> _Required work_: Give the data again exactly, stopping after the "#[arg(required = true)]" line.

(Excerpts from a dataset)
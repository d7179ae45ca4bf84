use crate::{
    command::{Status, args::Tools},
    convert::{self, Summary},
    select::{self, Selection},
};
use clap::Parser;
use console::style;
use indicatif::HumanDuration;
use std::{path::PathBuf, time::Instant};

/// Convert a single video file.
#[derive(Parser)]
pub struct FileArgs {
    /// Video file.
    pub input: PathBuf,
}

/// Convert several video files, invalid ones are reported & skipped.
#[derive(Parser)]
pub struct FilesArgs {
    /// Video files.
    #[arg(required = true)]
    pub inputs: Vec<PathBuf>,
}

/// Convert every video directly inside a directory (not recursive).
#[derive(Parser)]
pub struct DirArgs {
    /// Directory containing videos.
    pub dir: PathBuf,
}

impl From<FileArgs> for Selection {
    fn from(args: FileArgs) -> Self {
        Self::File(args.input)
    }
}

impl From<FilesArgs> for Selection {
    fn from(args: FilesArgs) -> Self {
        Self::Files(args.inputs)
    }
}

impl From<DirArgs> for Selection {
    fn from(args: DirArgs) -> Self {
        Self::Dir(args.dir)
    }
}

/// Convert the selected files.
///
/// Input is validated before anything is run, so invalid input never
/// starts ffmpeg.
pub async fn convert(selection: Selection, tools: &Tools) -> anyhow::Result<Status> {
    if selection.is_empty() {
        eprintln!("{} no paths given", style("Invalid").red().bold());
        return Ok(Status::InvalidInput);
    }

    let resolved = select::resolve(&selection);
    for rejected in &resolved.rejected {
        eprintln!("{} {rejected}", style("Invalid").red().bold());
    }
    if resolved.is_invalid() {
        return Ok(Status::InvalidInput);
    }
    if resolved.files.is_empty() {
        eprintln!("{}", style("No video files found").dim());
        return Ok(Status::Done);
    }

    let toolchain = tools.toolchain();
    let encoder = tools.encoder(&toolchain).await?;

    let start = Instant::now();
    let summary = convert::convert_all(&toolchain, &resolved.files, encoder).await;
    eprint_summary(&summary, start);

    Ok(match summary.failed.is_empty() {
        true => Status::Done,
        false => Status::Failures,
    })
}

fn eprint_summary(summary: &Summary, start: Instant) {
    if summary.total() < 2 {
        return;
    }
    let failed = match summary.failed.len() {
        0 => style(0).dim(),
        n => style(n).red().bold(),
    };
    eprintln!(
        "\n{} {}{} {}{} {}{} {failed} {}{} {}",
        style("Converted").dim(),
        style(summary.converted).bold(),
        style(", skipped").dim(),
        style(summary.skipped).bold(),
        style(", verified").dim(),
        style(summary.verified).bold(),
        style(", failed").dim(),
        style("(").dim(),
        style(format!("{} files", summary.total())).dim(),
        style(format!("in {})", HumanDuration(start.elapsed()))).dim(),
    );
}

#[cfg(test)]
mod test {
    use super::*;
    use crate::encoder::Encoder;
    use std::{fs, time::Duration};

    /// Tools that fail if ffmpeg or ffprobe are ever run.
    fn missing_tools(encoder: Option<Encoder>) -> Tools {
        Tools {
            ffmpeg: "/nonexistent/ffmpeg".into(),
            ffprobe: "/nonexistent/ffprobe".into(),
            encoder,
            probe_timeout: Duration::from_secs(10),
            encode_timeout: Duration::from_secs(10),
        }
    }

    #[tokio::test]
    async fn invalid_input_runs_nothing() {
        let dir = tempfile::tempdir().unwrap();
        let txt = dir.path().join("notes.txt");
        fs::write(&txt, b"x").unwrap();
        let tools = missing_tools(None);

        for selection in [
            Selection::File(dir.path().join("missing.mkv")),
            Selection::File(txt.clone()),
            Selection::Files(vec![txt.clone(), dir.path().join("missing.avi")]),
            Selection::Dir(txt.clone()),
            Selection::files_from_list(" , "),
            Selection::Dir("".into()),
        ] {
            let status = convert(selection.clone(), &tools).await.unwrap();
            assert_eq!(status, Status::InvalidInput, "{selection:?}");
        }
        assert_eq!(fs::read(&txt).unwrap(), b"x");
    }

    #[tokio::test]
    async fn empty_directory_is_done() {
        let dir = tempfile::tempdir().unwrap();
        let status = convert(Selection::Dir(dir.path().into()), &missing_tools(None))
            .await
            .unwrap();
        assert_eq!(status, Status::Done);
    }

    #[tokio::test]
    async fn failed_conversion_reports_failures() {
        let dir = tempfile::tempdir().unwrap();
        let avi = dir.path().join("a.avi");
        fs::write(&avi, b"video").unwrap();

        let tools = missing_tools(Some(Encoder::X264));
        let status = convert(Selection::File(avi.clone()), &tools).await.unwrap();

        assert_eq!(status, Status::Failures);
        assert_eq!(fs::read(&avi).unwrap(), b"video");
        let names: Vec<_> = fs::read_dir(dir.path())
            .unwrap()
            .map(|e| e.unwrap().file_name().to_string_lossy().into_owned())
            .collect();
        assert_eq!(names, ["a.avi"]);
    }

    #[tokio::test]
    async fn failed_encoder_detection_is_fatal() {
        let dir = tempfile::tempdir().unwrap();
        let avi = dir.path().join("a.avi");
        fs::write(&avi, b"video").unwrap();

        let result = convert(Selection::File(avi.clone()), &missing_tools(None)).await;

        assert!(result.is_err());
        assert!(avi.exists());
    }
}
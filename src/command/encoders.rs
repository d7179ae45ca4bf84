use crate::{command::args::Tools, encoder::Encoder};
use console::style;

/// Print which H.264 encoders ffmpeg lists & which one would be used.
pub async fn encoders(tools: &Tools) -> anyhow::Result<()> {
    let listing = tools.toolchain().list_encoders().await?;
    let selected = tools.encoder.unwrap_or_else(|| Encoder::select(&listing));

    for encoder in Encoder::HARDWARE.into_iter().chain([Encoder::X264]) {
        let kind = match encoder.is_hardware() {
            true => "hardware",
            false => "software",
        };
        let line = format!("{encoder} {kind}");
        let line = match (listing.contains(encoder.vcodec()), encoder == selected) {
            (true, true) => style(format!("* {line}")).green().bold(),
            (true, false) => style(format!("  {line}")),
            (false, true) => style(format!("* {line}, not listed")).red().bold(),
            (false, false) => style(format!("  {line}, not listed")).dim(),
        };
        println!("{line}");
    }
    Ok(())
}
//! Basic benchmarks for the `slab_pool` crate.
#![allow(
    missing_docs,
    reason = "No need for API documentation in benchmark code"
)]

use std::hint::black_box;
use std::iter;
use std::time::Instant;

use criterion::{Criterion, criterion_group, criterion_main};
use slab_pool::{ArrayPool, SlabPool, SlabPool32, SlabPool64};

criterion_group!(benches, entrypoint);
criterion_main!(benches);

const NODE_LENGTH: usize = 64;

fn entrypoint(c: &mut Criterion) {
    let mut group = c.benchmark_group("slab_pool_basic");

    group.bench_function("build_empty_pool32", |b| {
        b.iter(|| drop(black_box(SlabPool32::new(NODE_LENGTH, 1).unwrap())));
    });

    group.bench_function("rent_one_pool32", |b| {
        b.iter_custom(|iters| {
            let mut pools = iter::repeat_with(|| SlabPool32::new(NODE_LENGTH, 1).unwrap())
                .take(usize::try_from(iters).unwrap())
                .collect::<Vec<_>>();

            let start = Instant::now();

            for pool in &mut pools {
                _ = black_box(pool.rent());
            }

            start.elapsed()
        });
    });

    group.bench_function("rent_release_pool32", |b| {
        let mut pool = SlabPool32::new(NODE_LENGTH, 1).unwrap();

        b.iter(|| {
            let node = black_box(pool.rent());

            // SAFETY: The node was rented from this pool and is released once.
            unsafe {
                pool.release(node);
            }
        });
    });

    group.bench_function("rent_release_pool64", |b| {
        let mut pool = SlabPool64::new(NODE_LENGTH, 1).unwrap();

        b.iter(|| {
            let node = black_box(pool.rent());

            // SAFETY: The node was rented from this pool and is released once.
            unsafe {
                pool.release(node);
            }
        });
    });

    group.bench_function("rent_release_free_list", |b| {
        let mut pool = SlabPool::new(NODE_LENGTH, 1).unwrap();

        b.iter(|| {
            let node = black_box(pool.rent());

            // SAFETY: The node was rented from this pool and is released once.
            unsafe {
                pool.release(node);
            }
        });
    });

    // Crosses slab boundaries on every iteration, exercising the ring and the reserve.
    group.bench_function("rent_release_100_free_list", |b| {
        let mut pool = SlabPool::new(NODE_LENGTH, 2).unwrap();
        let mut nodes = Vec::with_capacity(100);

        b.iter(|| {
            nodes.extend(iter::repeat_with(|| pool.rent()).take(100));

            for node in nodes.drain(..) {
                // SAFETY: The node was rented from this pool and is released once.
                unsafe {
                    pool.release(black_box(node));
                }
            }
        });
    });

    group.bench_function("rent_release_array_cached", |b| {
        let pool = ArrayPool::<u64>::builder().max_length(4096).build().unwrap();

        b.iter(|| {
            let array = pool.rent(black_box(1000));
            pool.release(black_box(array));
        });
    });

    group.bench_function("rent_release_array_uncached", |b| {
        let pool = ArrayPool::<u64>::builder()
            .max_length(4096)
            .cache_size(0)
            .build()
            .unwrap();

        b.iter(|| {
            let array = pool.rent(black_box(1000));
            pool.release(black_box(array));
        });
    });

    group.finish();
}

> _Answer area_:
repository d7179ae45ca4bf84
use crate::{
    command::{Status, args::Tools},
    convert::{self, Summary},
    select::{self, Selection},
};
use clap::Parser;
use console::style;
use indicatif::HumanDuration;
use std::{path::PathBuf, time::Instant};

/// Convert a single video file.
#[derive(Parser)]
pub struct FileArgs {
    /// Video file.
    pub input: PathBuf,
}

/// Convert several video files, invalid ones are reported & skipped.
#[derive(Parser)]
pub struct FilesArgs {
    /// Video files.
    #[arg(required = true)]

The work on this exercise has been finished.